Claro que el período de ocho meses era el que establecía el acuerdo administrativo de marzo pasado, que repartió en seis fragmentos el cuatrienio de la Cámara, el mayor troceo de la institución desde la restauración democrática. Ese acuerdo le daba el primer sexto al PPD y los siguientes al PC, la DC, el Partido de la Gente, el FA y, al final, al mismo Mirosevic. Tras el plebiscito de septiembre, el acuerdo fue desconocido por la DC y el PDG para evitar que asumiera la diputada Karol Cariola, una de las líderes de la campaña por el Apruebo (Mirosevic fue otro).
Luego de que el PC admitiera que se había levantado un veto contra sus militantes, el PDG tuvo la oportunidad de su vida: un partido debutante en el Congreso, con apenas unos meses de existencia, meteóricamente llevado a la cabeza de la Cámara. Es cierto que ni sus dirigentes ni su líder sumido en algún lugar de Alabama, Franco Parisi, tienen experiencia parlamentaria. Pero es que ahora resulta que tampoco conocen a su gente. En unas pocas horas, el PDG pasó de ser el partido con la posición más expectable a una entelequia sin unidad ni rumbo, personas pactando con los mejores postores y detestándose por razones que merecerían el nombre de herméticas si primero no fuesen espurias.
Cuidado. Así como ha estado veleidoso, el electorado también está muy severo. Ahora parece posible que, tal como le pasó a la Lista del Pueblo en la Convención Constitucional, el PDG haya vivido su primer y último coqueteo con el poder. ¿Podría ahora Parisi, su controlador e inspirador, afirmar que ofrece gobernabilidad?
El otro partido que desconoció el acuerdo de marzo, la DC, también tuvo una implosión y sus votos se repartieron de manera más escandalosa que los del PDG. Sólo que la DC no ha hecho más que fraccionarse en los últimos dos años, en la espiral propia de un partido que se desintegra política y moralmente. El último acto de indecoro ha sido la suspensión de un expresidente, Fuad Chahin, a sólo días de la junta nacional, donde podría defender su posición. Ni Lavrenti Beria lo hubiese hecho de modo más bestia.
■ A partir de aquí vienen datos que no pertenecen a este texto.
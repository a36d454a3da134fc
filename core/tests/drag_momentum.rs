use slideshow_core::config::MomentumParams;
use slideshow_core::{
    Direction, DragTracker, HeadlessSurface, Momentum, SlideshowConfig, SlideshowController,
};

fn build_controller() -> SlideshowController<HeadlessSurface> {
    let surface = HeadlessSurface::new(400.0, vec![300.0; 8]);
    let mut controller = SlideshowController::new(surface, SlideshowConfig::default(), 11);
    controller.attach();
    controller
}

fn run_to_stop(momentum: &mut Momentum) -> u32 {
    let mut ticks = 0;
    loop {
        ticks += 1;
        assert!(ticks < 10_000, "momentum did not stop");
        if momentum.step().done {
            return ticks;
        }
    }
}

#[test]
fn direction_follows_last_nonzero_delta() {
    let mut controller = build_controller();
    controller.drag_start(500.0);
    for x in [490.0, 470.0, 470.0, 440.0] {
        controller.drag_move(x);
    }
    assert_eq!(controller.direction(), Direction::Forward);

    for x in [450.0, 450.0, 480.0] {
        controller.drag_move(x);
    }
    assert_eq!(controller.direction(), Direction::Backward);

    controller.drag_move(480.0);
    assert_eq!(controller.direction(), Direction::Backward);
}

#[test]
fn drag_moves_track_pointer_one_to_one() {
    let mut controller = build_controller();
    controller.surface_mut().scroll_to(600.0);
    controller.drag_start(300.0);
    assert!(controller.surface().dragging);
    assert_eq!(controller.drag_move(260.0), Some(40.0));
    assert_eq!(controller.surface().offset, 640.0);
    assert_eq!(controller.drag_move(290.0), Some(-30.0));
    assert_eq!(controller.surface().offset, 610.0);
}

#[test]
fn moves_outside_a_drag_are_ignored() {
    let mut tracker = DragTracker::new();
    assert_eq!(tracker.update(10.0), None);
    assert_eq!(tracker.release(), None);
    tracker.start(100.0);
    assert_eq!(tracker.update(80.0), Some(20.0));
    assert_eq!(tracker.release(), Some(20.0));
    assert_eq!(tracker.release(), None);
    assert!(!tracker.session().active);
}

#[test]
fn release_reports_the_final_move_only() {
    let mut tracker = DragTracker::new();
    tracker.start(100.0);
    assert_eq!(tracker.update(80.0), Some(20.0));
    assert_eq!(tracker.update(80.0), Some(0.0));
    assert_eq!(tracker.release(), None);

    tracker.start(100.0);
    tracker.update(120.0);
    tracker.update(90.0);
    assert_eq!(tracker.release(), Some(30.0));
}

#[test]
fn release_after_fast_drag_clamps_and_decays() {
    let mut controller = build_controller();
    controller.drag_start(200.0);
    controller.drag_move(150.0);
    assert_eq!(controller.direction(), Direction::Forward);
    assert!(controller.drag_end());
    assert!(!controller.surface().dragging);
    assert_eq!(controller.momentum().map(|m| m.velocity()), Some(25.0));

    let mut previous = 25.0;
    let mut ticks = 0;
    while controller.momentum_tick() {
        ticks += 1;
        let velocity = controller.momentum().map(|m| m.velocity()).unwrap_or(0.0);
        assert!((previous - velocity - 0.2).abs() < 1e-9);
        previous = velocity;
    }
    ticks += 1;
    assert_eq!(ticks, 125);
    assert!(controller.momentum().is_none());
}

#[test]
fn release_without_movement_starts_nothing() {
    let mut controller = build_controller();
    controller.drag_start(200.0);
    controller.drag_move(200.0);
    assert!(!controller.drag_end());
    assert!(controller.momentum().is_none());
    assert!(!controller.drag_end());
}

#[test]
fn momentum_moves_offset_in_release_direction() {
    let mut controller = build_controller();
    controller.surface_mut().scroll_to(1000.0);
    controller.drag_start(100.0);
    controller.drag_move(110.0);
    assert_eq!(controller.direction(), Direction::Backward);
    assert!(controller.drag_end());
    let before = controller.surface().offset;
    controller.momentum_tick();
    assert_eq!(controller.surface().offset, before - 10.0);
    controller.momentum_tick();
    assert!((controller.surface().offset - (before - 10.0 - 9.8)).abs() < 1e-9);
}

#[test]
fn momentum_stops_within_bounded_ticks() {
    let params = MomentumParams::default();
    for velocity in [25.0, -25.0, 10.0, -10.0, 3.3, -0.5, 0.6, 0.1] {
        let direction = if velocity > 0.0 {
            Direction::Forward
        } else {
            Direction::Backward
        };
        let mut momentum =
            Momentum::from_release(velocity, direction, &params).expect("nonzero release");
        let bound = (f64::abs(velocity) / params.decay_per_tick).ceil() as u32;
        let ticks = run_to_stop(&mut momentum);
        assert!(ticks <= bound.max(1), "velocity {velocity}: {ticks} ticks > {bound}");
        assert!(momentum.step().done);
        assert_eq!(momentum.step().delta, 0.0);
    }
}

#[test]
fn zero_release_has_no_momentum() {
    let params = MomentumParams::default();
    assert!(Momentum::from_release(0.0, Direction::Forward, &params).is_none());
    assert!(Momentum::from_release(f64::NAN, Direction::Forward, &params).is_none());
}

#[test]
fn drag_start_cancels_running_momentum() {
    let mut controller = build_controller();
    controller.surface_mut().scroll_to(900.0);
    controller.drag_start(300.0);
    controller.drag_move(280.0);
    assert!(controller.drag_end());
    assert!(controller.momentum_tick());

    assert!(controller.drag_start(280.0));
    assert!(controller.momentum().is_none());
    let offset = controller.surface().offset;
    assert!(!controller.momentum_tick());
    assert_eq!(controller.surface().offset, offset);
}
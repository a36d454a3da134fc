pub mod config;
pub mod controller;
pub mod depth;
pub mod drag;
pub mod gallery;
pub mod momentum;
pub mod projection;
pub mod readiness;
pub mod surface;
pub mod task;

pub use config::{ConfigError, DepthParams, MomentumParams, SlideshowConfig};
pub use controller::SlideshowController;
pub use depth::{layout_images, perspective_for_width, DepthLayout, Placement};
pub use drag::{DragSession, DragTracker};
pub use gallery::{Direction, Gallery, ImageRecord, Relocation, ScrollMetrics};
pub use momentum::{Momentum, MomentumStep};
pub use projection::{image_style, perspective_css, ImageStyle, VisualFlag};
pub use readiness::{ReadinessGate, ReadyFuture};
pub use surface::{HeadlessSurface, SlideshowSurface};
pub use task::TaskSlot;
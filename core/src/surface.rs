use crate::gallery::ScrollMetrics;
use crate::projection::{ImageStyle, VisualFlag};

pub trait SlideshowSurface {
    fn image_count(&self) -> usize;
    fn container_width(&self) -> f64;
    fn image_width(&self, index: usize) -> f64;
    fn scroll_metrics(&self) -> ScrollMetrics;
    fn set_scroll_offset(&mut self, offset: f64);
    fn apply_image_style(&mut self, index: usize, style: &ImageStyle);
    fn set_perspective(&mut self, perspective: f64);
    fn set_flag(&mut self, flag: VisualFlag, enabled: bool);
}

// Offsets clamp to 0..=scroll_width - viewport_width like a browser container.
#[derive(Clone, Debug, Default)]
pub struct HeadlessSurface {
    pub container_width: f64,
    pub image_widths: Vec<f64>,
    pub scroll_width: f64,
    pub offset: f64,
    pub styles: Vec<Option<ImageStyle>>,
    pub perspective: Option<f64>,
    pub visible: bool,
    pub dragging: bool,
    pub offset_writes: usize,
}

impl HeadlessSurface {
    pub fn new(container_width: f64, image_widths: Vec<f64>) -> Self {
        let scroll_width = image_widths.iter().sum::<f64>().max(container_width);
        let styles = vec![None; image_widths.len()];
        Self {
            container_width,
            image_widths,
            scroll_width,
            offset: 0.0,
            styles,
            perspective: None,
            visible: false,
            dragging: false,
            offset_writes: 0,
        }
    }

    pub fn with_scroll_width(mut self, scroll_width: f64) -> Self {
        self.scroll_width = scroll_width;
        self
    }

    pub fn max_offset(&self) -> f64 {
        (self.scroll_width - self.container_width).max(0.0)
    }

    pub fn scroll_to(&mut self, offset: f64) {
        self.offset = offset.clamp(0.0, self.max_offset());
    }

    pub fn orders(&self) -> Vec<Option<usize>> {
        self.styles
            .iter()
            .map(|style| style.map(|style| style.order))
            .collect()
    }
}

impl SlideshowSurface for HeadlessSurface {
    fn image_count(&self) -> usize {
        self.image_widths.len()
    }

    fn container_width(&self) -> f64 {
        self.container_width
    }

    fn image_width(&self, index: usize) -> f64 {
        self.image_widths.get(index).copied().unwrap_or(0.0)
    }

    fn scroll_metrics(&self) -> ScrollMetrics {
        ScrollMetrics {
            offset: self.offset,
            scroll_width: self.scroll_width,
            viewport_width: self.container_width,
        }
    }

    fn set_scroll_offset(&mut self, offset: f64) {
        self.offset_writes += 1;
        self.scroll_to(offset);
    }

    fn apply_image_style(&mut self, index: usize, style: &ImageStyle) {
        if let Some(slot) = self.styles.get_mut(index) {
            *slot = Some(*style);
        }
    }

    fn set_perspective(&mut self, perspective: f64) {
        self.perspective = Some(perspective);
    }

    fn set_flag(&mut self, flag: VisualFlag, enabled: bool) {
        match flag {
            VisualFlag::Visible => self.visible = enabled,
            VisualFlag::Dragging => self.dragging = enabled,
        }
    }
}
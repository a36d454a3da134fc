use crate::depth::Placement;

#[derive(Clone, Copy, Debug, Default, PartialEq, Eq, Hash)]
pub enum Direction {
    Forward,
    #[default]
    Backward,
}

impl Direction {
    pub fn from_delta(delta: f64) -> Option<Self> {
        let step = delta.clamp(-1.0, 1.0);
        if step > 0.0 {
            Some(Direction::Forward)
        } else if step < 0.0 {
            Some(Direction::Backward)
        } else {
            None
        }
    }

    pub fn sign(self) -> f64 {
        match self {
            Direction::Forward => 1.0,
            Direction::Backward => -1.0,
        }
    }
}

#[derive(Clone, Copy, Debug, Default, PartialEq)]
pub struct ScrollMetrics {
    pub offset: f64,
    pub scroll_width: f64,
    pub viewport_width: f64,
}

impl ScrollMetrics {
    pub fn scrollable(&self) -> bool {
        self.scroll_width > self.viewport_width
    }

    pub fn midpoint(&self) -> f64 {
        self.scroll_width / 2.0
    }
}

#[derive(Clone, Copy, Debug, Default, PartialEq)]
pub struct ImageRecord {
    pub order: usize,
    pub y_seed: Option<f64>,
    pub z_seed: Option<f64>,
    pub width: f64,
    pub placement: Placement,
}

impl ImageRecord {
    pub fn new(order: usize, width: f64) -> Self {
        Self {
            order,
            width,
            ..Self::default()
        }
    }

    pub fn with_seeds(mut self, y_seed: f64, z_seed: f64) -> Self {
        self.y_seed = Some(y_seed);
        self.z_seed = Some(z_seed);
        self
    }
}

#[derive(Clone, Copy, Debug, PartialEq)]
pub struct Relocation {
    pub index: usize,
    pub direction: Direction,
    pub offset: f64,
}

#[derive(Clone, Debug, Default)]
pub struct Gallery {
    images: Vec<ImageRecord>,
    direction: Direction,
}

impl Gallery {
    pub fn new<I>(widths: I) -> Self
    where
        I: IntoIterator<Item = f64>,
    {
        let images = widths
            .into_iter()
            .enumerate()
            .map(|(index, width)| ImageRecord::new(index, width))
            .collect();
        Self::from_records(images)
    }

    pub fn from_records(images: Vec<ImageRecord>) -> Self {
        Self {
            images,
            direction: Direction::default(),
        }
    }

    pub fn images(&self) -> &[ImageRecord] {
        &self.images
    }

    pub fn images_mut(&mut self) -> &mut [ImageRecord] {
        &mut self.images
    }

    pub fn len(&self) -> usize {
        self.images.len()
    }

    pub fn is_empty(&self) -> bool {
        self.images.is_empty()
    }

    pub fn direction(&self) -> Direction {
        self.direction
    }

    pub fn set_direction(&mut self, direction: Direction) {
        self.direction = direction;
    }

    pub fn track_delta(&mut self, delta: f64) {
        if let Some(direction) = Direction::from_delta(delta) {
            self.direction = direction;
        }
    }

    pub fn set_width(&mut self, index: usize, width: f64) {
        if let Some(image) = self.images.get_mut(index) {
            image.width = width;
        }
    }

    pub fn orders(&self) -> Vec<usize> {
        self.images.iter().map(|image| image.order).collect()
    }

    pub fn is_permutation(&self) -> bool {
        let mut seen = vec![false; self.images.len()];
        for image in &self.images {
            match seen.get_mut(image.order) {
                Some(slot) if !*slot => *slot = true,
                _ => return false,
            }
        }
        true
    }

    // Ties keep the first.
    pub fn edge_index(&self) -> Option<usize> {
        let mut best: Option<(usize, usize)> = None;
        for (index, image) in self.images.iter().enumerate() {
            let replace = match best {
                None => true,
                Some((_, order)) => match self.direction {
                    Direction::Forward => image.order < order,
                    Direction::Backward => image.order > order,
                },
            };
            if replace {
                best = Some((index, image.order));
            }
        }
        best.map(|(index, _)| index)
    }

    pub fn relocate(&mut self, metrics: ScrollMetrics) -> Option<Relocation> {
        if self.images.len() < 2 || !metrics.scrollable() {
            return None;
        }
        let index = self.edge_index()?;
        let width = self.images[index].width;
        let last = self.images.len() - 1;
        match self.direction {
            Direction::Forward if metrics.offset > metrics.midpoint() => {
                for (i, image) in self.images.iter_mut().enumerate() {
                    if i == index {
                        image.order = last;
                    } else {
                        image.order = image.order.saturating_sub(1);
                    }
                }
                Some(Relocation {
                    index,
                    direction: Direction::Forward,
                    offset: metrics.offset - width,
                })
            }
            Direction::Backward
                if metrics.offset + metrics.viewport_width < metrics.midpoint() =>
            {
                for (i, image) in self.images.iter_mut().enumerate() {
                    if i == index {
                        image.order = 0;
                    } else {
                        image.order += 1;
                    }
                }
                Some(Relocation {
                    index,
                    direction: Direction::Backward,
                    offset: metrics.offset + width,
                })
            }
            _ => None,
        }
    }
}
Lo que ocurre en la Cámara, sin embargo, es mucho más extenso que el espectáculo de estos dos partidos. Casi ningún partido está sólido y unido allá adentro, y las voluptuosas dietas y asignaciones, al principio concebidas correctamente como una barrera contra la corrupción, son ahora parte de la enfermedad. El sistema electoral y las normas sobre cupos independientes dentro de las listas partidarias han puesto lo suyo para convertir las lealtades en negocios políticos. Pocos, demasiado pocos, están atentos a los conflictos de interés con parientes y amigos. El nivel del debate sólo está cautelado hoy -al menos hasta algún punto- por el Senado, el mismo que el proyecto constitucional quería abolir.
Ningún gobierno podría sentirse tranquilo con este panorama. La degradación del Parlamento siempre es un paso en la erosión de la democracia. Pero, además, cualquiera sea la calidad y la intención de los proyectos del Ejecutivo, todos quedan expuestos a ser carneados por la indisciplina, la incoherencia y los intereses particulares, confesados o inconfesables. Negociar en estas condiciones requiere no sólo rudeza, que la ministra Uriarte quizás tenga, sino una vocación algo más oscura. Es un abrazo contagioso.
Nadie está obligado a lo imposible. Pero si hay un servicio de gran magnitud que el diputado Mirosevic le puede prestar al país, no es uno que pase por anuncios resonantes, sino algún esfuerzo, quizás silencioso, por constituir una fuerza, a estas alturas más moral que política, con los que estén disponibles para debatir sin insultos, cumplir los compromisos y legislar de veras. Con menos apetito y mejor humor.